The new law allows registration of security interest prior to establishing the interest or concluding the contract. The new law has done away with the cap of days that was imposed on the conclusion of the contract; however, the Implementing Regulations may contain provisions to that effect. Further, the new law also provides that security interest of the following nature must be registered within a period of not more than seven working days of the possession of assets, as follows:

  1. Intellectual property rights;
  2. Financing acquired for equipment; and
  3. Inventory.
  1. Rights of the security holder 

The old law sets out conventional execution against the mortgaged property; it drew a difference between movable assets related to bank accounts and bonds and other movable assets.

Bonds and bank accounts

In case of bonds and bank accounts, violation of any obligations by the principle debtor or pledger under the security contract was permitted to be remedied under the law. If the security consists of accounts payable at banks, the collection thereof was to be conducted via set-off of the balance of any account against the relevant obligation. The new law provides that the mortgagee shall have recourse to accounts receivables at any time and can fulfill any payment from debts prior to the breach of obligation. The new law also provides for the waiver of rights regarding enforcement in their written contract. 

Movable assets 

In the prior law, failure to perform obligations by the principle debtor or mortgagor under the written contract, the property was subject to seizure and sale at market value within a period of 10 days after notification by the mortgagor of such breach of contract. This right could be enforced under certain circumstances as follows;

In case of an agreement between the parties allowing the use of conventional measures:

  1. When secured assets were unencumbered by another security.
  2. Where notification of possession of the property has been given to the owner of said property.
  3. Where the secured asset is a fixture and the owner of real estate to which the fixture is attached, and the mortgagee and all such other parties are notified.
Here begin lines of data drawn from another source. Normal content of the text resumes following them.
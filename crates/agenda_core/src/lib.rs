//! Core scheduling engine for a personal agenda of recurring items,
//! one-off items and due-date tasks.

pub mod config;
pub mod db;
pub mod logging;
pub mod model;
pub mod repo;
pub mod service;

pub use config::{AgendaConfig, ConfigError};
pub use logging::{default_log_level, init_logging, logging_status, LoggingError};
pub use model::agenda::{
    AgendaId, AgendaItem, AgendaKind, Identified, OneOffItem, RecurringItem, TaskItem,
};
pub use model::priority::{Priority, UnrecognizedCode};
pub use model::view::{AgendaCounts, WeeklyView, WEEKDAYS};
pub use repo::item_store::{ItemStore, RepoError, RepoResult, SqliteItemStore, StoredItem};
pub use repo::memory_store::MemoryItemStore;
pub use service::agenda_service::{
    AgendaDraft, AgendaService, AgendaServiceError, DraftValidationError,
};
pub use service::ordering::{compare_for_display, compare_upcoming, sort_for_display};
pub use service::scheduler::{week_bounds, MemoryScheduler, Scheduler, SqliteScheduler};

/// Returns the core crate version.
pub fn core_version() -> &'static str {
    env!("CARGO_PKG_VERSION")
}
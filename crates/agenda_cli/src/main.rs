//! Command-line presentation for the agenda engine.
//!
//! # Responsibility
//! - Open the configured database and render engine views as plain text.
//! - Keep the core free of any presentation concerns.

use agenda_core::db::open_db;
use agenda_core::{
    core_version, init_logging, AgendaConfig, AgendaItem, SqliteScheduler, TaskItem, WeeklyView,
};
use chrono::{Local, NaiveDate};
use log::info;
use std::error::Error;
use std::process::ExitCode;

const USAGE: &str = "usage: agenda_cli <week [YYYY-MM-DD] | day [YYYY-MM-DD] | upcoming [days] | counts | next-id | version>";

fn main() -> ExitCode {
    match run(std::env::args().skip(1).collect()) {
        Ok(()) => ExitCode::SUCCESS,
        Err(err) => {
            eprintln!("error: {err}");
            ExitCode::FAILURE
        }
    }
}

fn run(args: Vec<String>) -> Result<(), Box<dyn Error>> {
    let (command, argument) = match args.as_slice() {
        [] => ("week", None),
        [command] => (command.as_str(), None),
        [command, argument] => (command.as_str(), Some(argument.as_str())),
        _ => return Err(USAGE.into()),
    };

    if command == "version" {
        println!("agenda_core version={}", core_version());
        return Ok(());
    }

    let config = AgendaConfig::from_env()?;
    if let Some(log_dir) = &config.log_dir {
        init_logging(&config.log_level, &log_dir.to_string_lossy())?;
    }
    let conn = open_db(&config.db_path)?;
    let scheduler = SqliteScheduler::sqlite(&conn);
    info!("event=cli_command module=cli status=start command={command}");

    match command {
        "week" => print_week(&scheduler.generate_weekly_schedule(parse_date(argument)?)),
        "day" => {
            let date = parse_date(argument)?;
            println!("{date} ({})", date.format("%A"));
            print_items(&scheduler.agendas_for_day(date));
        }
        "upcoming" => {
            let days = match argument {
                Some(value) => value.parse()?,
                None => config.upcoming_days,
            };
            let today = Local::now().date_naive();
            print_tasks(&scheduler.upcoming_tasks(today, days));
        }
        "counts" => {
            for (label, count) in scheduler.agenda_counts().labeled() {
                println!("{label}: {count}");
            }
        }
        "next-id" => match scheduler.next_id()? {
            Some(id) => println!("{id}"),
            None => return Err("agenda id space exhausted".into()),
        },
        _ => return Err(USAGE.into()),
    }

    Ok(())
}

fn parse_date(argument: Option<&str>) -> Result<NaiveDate, Box<dyn Error>> {
    match argument {
        Some(value) => Ok(NaiveDate::parse_from_str(value, "%Y-%m-%d")?),
        None => Ok(Local::now().date_naive()),
    }
}

fn print_week(view: &WeeklyView) {
    for (weekday, items) in view.iter() {
        println!("{weekday} {}", view.date_of(weekday));
        print_items(items);
    }
}

fn print_items(items: &[AgendaItem]) {
    if items.is_empty() {
        println!("  -");
    }
    for item in items {
        match item {
            AgendaItem::Task(task) => {
                println!("  [{}] {} (task #{})", task.priority, task.title, task.id)
            }
            AgendaItem::Regular(_) | AgendaItem::Special(_) => {
                let time = item
                    .time_of_day()
                    .map(|time| time.format("%H:%M").to_string())
                    .unwrap_or_default();
                println!("  {time} {} ({} #{})", item.title(), item.kind(), item.id());
            }
        }
    }
}

fn print_tasks(tasks: &[TaskItem]) {
    if tasks.is_empty() {
        println!("no upcoming tasks");
    }
    for task in tasks {
        println!("{} [{}] {}", task.due_date, task.priority, task.title);
    }
}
The new law restricts the use of conventional measures of execution to breach by the principle debtor or mortgagee and discards all such other provisions provided as under Article 27 of the old law. 

  1. Execution through judiciary 

The old law provided that the mortgagee could request for seizure of property before the Summary Court, once such seizure was effected, the court was permitted to authorize the sale of secured assets attached to the transaction. The new law retains these essential elements with an addition; that each interested party has the right to raise objections to the application for seizure within a period of 5 days from the date of being informed of such an application. 


The issues regarding the legal status of security interests already registered with the Emirates Movable Collateral Registry have not been dealt with, in the new law. The varying effects on the legal status on all such other matters shall be provided under the Implementing Regulations. However, currently, the old regulations shall apply as long as there is no conflict with provisions mentioned in the new law.